Bir milyon yıldır yazmıyor gibiyim bloğuma. Ama neyse ki o kadar olmamış :)
Neler geçti neler bu arada başımdan, bir bilsen sevgili okur...
O zaman bir anlatayım da bil.

En son ödev yazıyordum Geştalt eğitimi için. Sonra o ödevi bitirdim ben. Gerçekten bazı anlarda bitmeyecekmiş gibi geldi. Bir de konu tamamlanmamış işler olunca, "Ahanda tamamamlayamadığım bir iş daha mı olacak yoksa" dedim durdum. Ama teslim saatine dakikalar kala, paartesi gecesinin bir köründe bitirdim ve rahata erdim. Salıdan itibaren süper günler başladı çünkiiiiii izin almıştım evlilik öncesi son hazırlıklarımı tamamlamak için! Bir sürü komik iş taptık annemle, çeyiz yıkadık, ütüledik, daha önceden hiç ihtiyaç duymadığım ama evlenince muhakkak ihtiyaç duyacağım yemek takımları, tencereler, örtüler, çarşaflar, nevresimler, havlular aldık. Daha bir sürü şey aldık büyük ihtimalle ama onları hatırlamıyorum. Sonraki günlerde düğüne kimler geliyor? Salona sığılacak mı? Masa düzenleri nasıl olacak? Kim nerede oturacak gibi soruların cevaplarını aradık iki annem, müstakbel eşim ve ben :) Bir yandan da müzik çalacak grupla ne tür şarkılar istediğimize dair anlaşmaya çalıştık.

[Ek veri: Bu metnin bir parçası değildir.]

//! Rule identifiers, severities and settings

use schemars::JsonSchema;
use serde::{Deserialize, Serialize};
use serde_json::Value;
use std::fmt;
use std::str::FromStr;

/// Identifier for a single lint rule, optionally namespaced as `plugin/ruleName`
///
/// The namespace is everything before the last `/`, so scoped plugin names
/// such as `@scope/plugin/rule` resolve to the `@scope/plugin` namespace.
#[derive(Debug, Clone, PartialEq, Eq, PartialOrd, Ord, Hash, Serialize, Deserialize)]
#[serde(transparent)]
pub struct RuleId(String);

impl RuleId {
    pub fn new(id: impl Into<String>) -> Self {
        Self(id.into())
    }

    pub fn as_str(&self) -> &str {
        &self.0
    }

    /// Plugin namespace, `None` for core rules
    pub fn namespace(&self) -> Option<&str> {
        self.0.rsplit_once('/').map(|(namespace, _)| namespace)
    }

    /// Rule name without the plugin namespace
    pub fn name(&self) -> &str {
        self.0
            .rsplit_once('/')
            .map(|(_, name)| name)
            .unwrap_or(&self.0)
    }

    pub fn is_namespaced(&self) -> bool {
        self.namespace().is_some()
    }
}

impl fmt::Display for RuleId {
    fn fmt(&self, f: &mut fmt::Formatter<'_>) -> fmt::Result {
        f.write_str(&self.0)
    }
}

impl From<&str> for RuleId {
    fn from(id: &str) -> Self {
        Self::new(id)
    }
}

impl From<String> for RuleId {
    fn from(id: String) -> Self {
        Self(id)
    }
}

impl AsRef<str> for RuleId {
    fn as_ref(&self) -> &str {
        &self.0
    }
}

/// Rule severity levels
#[derive(
    Debug, Clone, Copy, PartialEq, Eq, PartialOrd, Ord, Hash, Serialize, Deserialize, JsonSchema,
)]
#[serde(rename_all = "lowercase")]
pub enum Severity {
    /// Disable the rule
    Off,
    /// Warning (doesn't fail the run)
    Warn,
    /// Error (fails the run)
    Error,
}

impl Severity {
    /// Parse a raw configuration value.
    ///
    /// Accepts `"off"`, `"warn"`, `"error"` and the numeric forms 0, 1, 2.
    pub fn from_value(value: &Value) -> Option<Self> {
        match value {
            Value::String(s) => s.parse().ok(),
            Value::Number(n) => {
                let level = match n.as_u64() {
                    Some(level) => level,
                    // json5 reads every number as a float
                    None => {
                        let float = n.as_f64()?;
                        if float.fract() != 0.0 || float < 0.0 {
                            return None;
                        }
                        float as u64
                    }
                };
                match level {
                    0 => Some(Severity::Off),
                    1 => Some(Severity::Warn),
                    2 => Some(Severity::Error),
                    _ => None,
                }
            }
            _ => None,
        }
    }

    pub fn as_str(&self) -> &'static str {
        match self {
            Severity::Off => "off",
            Severity::Warn => "warn",
            Severity::Error => "error",
        }
    }

    pub fn is_enabled(&self) -> bool {
        *self != Severity::Off
    }
}

impl FromStr for Severity {
    type Err = String;

    fn from_str(s: &str) -> Result<Self, Self::Err> {
        match s {
            "off" => Ok(Severity::Off),
            "warn" => Ok(Severity::Warn),
            "error" => Ok(Severity::Error),
            other => Err(format!("unknown severity '{other}'")),
        }
    }
}

impl fmt::Display for Severity {
    fn fmt(&self, f: &mut fmt::Formatter<'_>) -> fmt::Result {
        f.write_str(self.as_str())
    }
}

/// A validated rule setting as it appears in the effective configuration
#[derive(Debug, Clone, PartialEq, Serialize)]
pub struct RuleSetting {
    #[serde(skip)]
    pub id: RuleId,
    pub severity: Severity,
    /// Rule-specific options, opaque to the resolver
    #[serde(skip_serializing_if = "Vec::is_empty")]
    pub options: Vec<Value>,
}

impl RuleSetting {
    pub fn new(id: impl Into<RuleId>, severity: Severity) -> Self {
        Self {
            id: id.into(),
            severity,
            options: Vec::new(),
        }
    }

    pub fn with_options(mut self, options: Vec<Value>) -> Self {
        self.options = options;
        self
    }
}

/// A rule as declared in a layer, before its severity has been validated
#[derive(Debug, Clone, PartialEq)]
pub struct RuleEntry {
    pub id: RuleId,
    /// Raw severity value exactly as declared
    pub severity: Value,
    pub options: Vec<Value>,
}

impl RuleEntry {
    /// Entry with a known-good severity and no options
    pub fn new(id: impl Into<RuleId>, severity: Severity) -> Self {
        Self {
            id: id.into(),
            severity: Value::String(severity.as_str().to_string()),
            options: Vec::new(),
        }
    }

    /// Split a declarative rule value into severity and options.
    ///
    /// `"warn"` and `2` carry only a severity; `["error", {...}]` carries
    /// the severity first and the options after it.
    pub fn from_value(id: impl Into<RuleId>, value: Value) -> Self {
        let id = id.into();
        match value {
            Value::Array(items) if !items.is_empty() => {
                let mut items = items.into_iter();
                let severity = items.next().unwrap_or(Value::Null);
                Self {
                    id,
                    severity,
                    options: items.collect(),
                }
            }
            other => Self {
                id,
                severity: other,
                options: Vec::new(),
            },
        }
    }

    pub fn with_options(mut self, options: Vec<Value>) -> Self {
        self.options = options;
        self
    }

    /// Validate the raw severity
    pub fn parse_severity(&self) -> Option<Severity> {
        Severity::from_value(&self.severity)
    }
}
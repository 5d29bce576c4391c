//! Layered configuration resolution
//!
//! Resolution is a single fold over the layers, lowest precedence first:
//! 1. the layer's plugin bindings join the namespaces seen so far
//! 2. each rule entry is validated (severity, then plugin namespace) and
//!    replaces any earlier setting for the same rule
//! 3. the layer's ignore patterns join the ignore set
//!
//! The first error aborts resolution; no partial configuration escapes.

use crate::effective::EffectiveConfig;
use crate::error::LintfoldError;
use crate::layer::ConfigLayer;
use crate::plugin::RuleProvider;
use crate::rule::{RuleEntry, RuleSetting};
use crate::result::Result;
use std::collections::BTreeMap;
use std::sync::Arc;
use tracing::{debug, trace, warn};

/// Options controlling how strictly layers are validated
#[derive(Debug, Clone, Copy, Default, PartialEq, Eq)]
pub struct ResolverOptions {
    /// Reject namespaced rules their plugin does not provide
    pub strict_rules: bool,
}

impl ResolverOptions {
    pub fn strict() -> Self {
        Self { strict_rules: true }
    }
}

/// Merges ordered configuration layers into one [`EffectiveConfig`]
#[derive(Debug, Clone, Default)]
pub struct ConfigResolver {
    options: ResolverOptions,
}

impl ConfigResolver {
    pub fn new() -> Self {
        Self::default()
    }

    pub fn with_options(options: ResolverOptions) -> Self {
        Self { options }
    }

    pub fn options(&self) -> ResolverOptions {
        self.options
    }

    /// Resolve layers ordered from lowest to highest precedence
    pub fn resolve(&self, layers: &[ConfigLayer]) -> Result<EffectiveConfig> {
        if layers.is_empty() {
            return Err(LintfoldError::NoLayers);
        }

        let mut bindings: BTreeMap<String, Arc<dyn RuleProvider>> = BTreeMap::new();
        let mut config = EffectiveConfig::default();

        for (layer_index, layer) in layers.iter().enumerate() {
            debug!(
                "Resolving layer {}: {} rules, {} ignores, {} plugins",
                layer.label(layer_index),
                layer.rule_entries().len(),
                layer.ignore_patterns().len(),
                layer.plugin_bindings().len()
            );

            Self::bind_plugins(&mut bindings, layer, layer_index)?;

            for entry in layer.rule_entries() {
                let setting = self.validate_entry(entry, &bindings, layer_index)?;
                if let Some(previous) = config.rules.insert(entry.id.clone(), setting) {
                    trace!(
                        "Layer {} overrides '{}' (was {})",
                        layer_index, entry.id, previous.severity
                    );
                }
            }

            for pattern in layer.ignore_patterns() {
                config.ignores.insert(pattern, layer_index)?;
            }
        }

        config.plugins = bindings.into_keys().collect();
        debug!(
            "Resolved {} layers into {} rules and {} ignore patterns",
            layers.len(),
            config.rule_count(),
            config.ignores.len()
        );
        Ok(config)
    }

    fn bind_plugins(
        bindings: &mut BTreeMap<String, Arc<dyn RuleProvider>>,
        layer: &ConfigLayer,
        layer_index: usize,
    ) -> Result<()> {
        for (namespace, provider) in layer.plugin_bindings() {
            match bindings.get(namespace) {
                Some(existing) if Arc::ptr_eq(existing, provider) => {}
                Some(_) => return Err(LintfoldError::plugin_conflict(namespace, layer_index)),
                None => {
                    trace!("Layer {} registers plugin '{}'", layer_index, namespace);
                    bindings.insert(namespace.clone(), Arc::clone(provider));
                }
            }
        }
        Ok(())
    }

    fn validate_entry(
        &self,
        entry: &RuleEntry,
        bindings: &BTreeMap<String, Arc<dyn RuleProvider>>,
        layer_index: usize,
    ) -> Result<RuleSetting> {
        let severity = entry.parse_severity().ok_or_else(|| {
            LintfoldError::malformed_severity(
                entry.id.as_str(),
                layer_index,
                entry.severity.to_string(),
            )
        })?;

        if let Some(namespace) = entry.id.namespace() {
            let provider = bindings
                .get(namespace)
                .ok_or_else(|| LintfoldError::unknown_plugin(entry.id.as_str(), layer_index))?;

            if self.options.strict_rules && !provider.has_rule(entry.id.name()) {
                return Err(LintfoldError::unknown_rule(entry.id.as_str(), layer_index));
            }
        }

        if !severity.is_enabled() && !entry.options.is_empty() {
            warn!(
                "Rule '{}' is turned off in layer {} but carries options",
                entry.id, layer_index
            );
        }

        Ok(RuleSetting {
            id: entry.id.clone(),
            severity,
            options: entry.options.clone(),
        })
    }
}

/// Resolve with default options
pub fn resolve(layers: &[ConfigLayer]) -> Result<EffectiveConfig> {
    ConfigResolver::new().resolve(layers)
}
//! Command implementations

pub mod config;

use colored::Colorize;
use lintfold_core::builtin::CORE_RULES;
use lintfold_core::{
    ConfigLoader, EffectiveConfig, LoadedConfig, ResolverOptions, Result, RuleId, Severity,
};
use std::path::PathBuf;
use tracing::debug;

use crate::OutputFormat;
use crate::output::{self, PathCheck};

/// Options shared by every command
pub struct Settings {
    pub config_path: Option<PathBuf>,
    pub strict: bool,
}

impl Settings {
    pub fn resolver_options(&self) -> ResolverOptions {
        ResolverOptions {
            strict_rules: self.strict,
        }
    }

    /// Load the configured (or discovered) config file
    pub fn load(&self, loader: &ConfigLoader) -> Result<LoadedConfig> {
        loader.load(self.config_path.as_deref(), None)
    }

    /// Load and resolve, pointing at the offending layer on failure
    pub fn resolve(&self, loader: &ConfigLoader) -> Result<(LoadedConfig, EffectiveConfig)> {
        self.resolve_loaded(self.load(loader)?)
    }

    pub fn resolve_loaded(&self, loaded: LoadedConfig) -> Result<(LoadedConfig, EffectiveConfig)> {
        debug!(
            "Resolving {} layers from {}",
            loaded.layers.len(),
            loaded.path.display()
        );

        match loaded.resolve(self.resolver_options()) {
            Ok(config) => Ok((loaded, config)),
            Err(e) => {
                if let Some(index) = e.layer_index()
                    && let Some(layer) = loaded.layers.get(index)
                {
                    eprintln!(
                        "{} layer {} of {}",
                        "-->".blue().bold(),
                        layer.label(index),
                        loaded.path.display()
                    );
                }
                Err(e)
            }
        }
    }
}

/// Resolve command implementation
pub fn resolve_command(settings: &Settings, format: OutputFormat) -> Result<()> {
    let loader = ConfigLoader::builtin();
    let (loaded, config) = settings.resolve(&loader)?;

    match format {
        OutputFormat::Human => output::print_effective_human(&loaded, &config),
        OutputFormat::Json => output::print_json(&config),
    }
}

/// Severity command implementation
pub fn severity_command(
    settings: &Settings,
    rule_ids: Vec<String>,
    format: OutputFormat,
) -> Result<()> {
    let loader = ConfigLoader::builtin();
    let (_, config) = settings.resolve(&loader)?;

    let severities: Vec<(String, Severity)> = rule_ids
        .into_iter()
        .map(|id| {
            let severity = config.severity_of(&id);
            (id, severity)
        })
        .collect();

    match format {
        OutputFormat::Human => {
            for (id, severity) in &severities {
                println!("{id}: {}", output::paint_severity(*severity));
            }
            Ok(())
        }
        OutputFormat::Json => {
            let map: serde_json::Map<String, serde_json::Value> = severities
                .into_iter()
                .map(|(id, severity)| (id, serde_json::Value::from(severity.as_str())))
                .collect();
            output::print_json(&map)
        }
    }
}

/// Check command implementation
pub fn check_command(
    settings: &Settings,
    paths: Vec<PathBuf>,
    format: OutputFormat,
    fail_on_ignored: bool,
) -> Result<()> {
    let loader = ConfigLoader::builtin();
    let (_, config) = settings.resolve(&loader)?;

    let checks: Vec<PathCheck> = paths
        .iter()
        .map(|path| PathCheck {
            path: path.display().to_string(),
            ignored: config.is_ignored(path),
            pattern: config.ignored_by(path).map(str::to_string),
        })
        .collect();

    match format {
        OutputFormat::Human => output::print_path_checks(&checks),
        OutputFormat::Json => output::print_json(&checks)?,
    }

    let ignored = checks.iter().filter(|check| check.ignored).count();
    debug!("{} of {} paths ignored", ignored, checks.len());
    if fail_on_ignored && ignored > 0 {
        std::process::exit(1);
    }

    Ok(())
}

/// Rules command implementation
pub fn rules_command(settings: &Settings, plugin: Option<String>, enabled: bool) -> Result<()> {
    let loader = ConfigLoader::builtin();

    if let Some(wanted) = &plugin
        && !loader.registry().contains(wanted)
    {
        println!("Plugin '{wanted}' is not registered.");
        return Ok(());
    }

    // Severities are shown only when a config file is available
    let loaded = match settings.load(&loader) {
        Ok(loaded) => Some(loaded),
        Err(e) if settings.config_path.is_none() && !enabled => {
            debug!("No configuration for rule severities: {}", e);
            None
        }
        Err(e) => return Err(e),
    };
    let config = match loaded {
        Some(loaded) => Some(settings.resolve_loaded(loaded)?.1),
        None => None,
    };

    let mut rule_ids: Vec<RuleId> = Vec::new();
    if plugin.is_none() {
        rule_ids.extend(CORE_RULES.iter().map(|name| RuleId::new(*name)));
    }
    for (namespace, provider) in loader.registry().iter() {
        if plugin.as_deref().is_some_and(|wanted| wanted != namespace) {
            continue;
        }
        rule_ids.extend(
            provider
                .rules()
                .into_iter()
                .map(|name| RuleId::new(format!("{namespace}/{name}"))),
        );
    }

    println!("Available Rules:");
    println!("================");

    let mut count = 0;
    for id in &rule_ids {
        let severity = config.as_ref().map(|c| c.severity_of(id.as_str()));
        if enabled && !severity.is_some_and(|s| s.is_enabled()) {
            continue;
        }
        count += 1;
        match severity {
            Some(severity) => println!("  {:<6} {}", output::paint_severity(severity), id),
            None => println!("  {id}"),
        }
    }

    if count == 0 {
        println!("\nNo rules found matching the specified filters.");
    } else {
        println!("\nTotal: {count} rules");
    }

    Ok(())
}

/// Presets command implementation
pub fn presets_command() -> Result<()> {
    let loader = ConfigLoader::builtin();

    println!("Available Presets:");
    println!("==================");
    for name in loader.presets().names() {
        let layers = loader.presets().get(name).unwrap_or_default();
        let rules: usize = layers.iter().map(|l| l.rule_entries().len()).sum();
        println!("  {name} ({rules} rules)");
    }

    Ok(())
}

Öyle böyle derkeeeeeen, geldi cuma günü... Cuma günü kına gecem ve jübile yemeğim vardı :) Bütün hengame içinde ben ne kına almıştım ne de kafama örtülecek kırmızı örtüyü :D O sırada süper arkadaşım R imdadıma koştu. Böylece gerçek bir kına gecem oldu. R bir sürü değişik şeyle gelmişti eve. yanar dönerli mendiller mi desem, mumlar mı desem yoksa kına yakılan el için eldivenler mi desem... Amma velakin benim gönlüm kafama örtülen kırmızı örtüde kaldı. Önde ben, arkamda canım arkadaşlarım, kafamda kırmızı örtüm mumlarla başladık yürümeye. Salonun ortasındaki sandalyeye oturdum ve herkes etrafımda dönmeye başladı.
Yüksek yüksek tepeleeereeeee ev kurmasınlaaaaar
Aslında birisi bana, "bak P evleniyorsun. Bundan sonra şöyle şöyle sorunlar yaşayabilirsin. Böyle sıkıntıların olabilir. Evlenen üç çiftten biri boşanıyor. Sen de boşanabilirsin" falan gibi şeyler söylese, çoktaaaan ağlayabilirdim ama arkadaşlarımın etrafımda ellerinde mumlarla dönmeleri,  herkesin şarkı söylemesi komik geldi :) Etrafımda dönenlerden ağlayanlar olsa da ben ağlayamadım :)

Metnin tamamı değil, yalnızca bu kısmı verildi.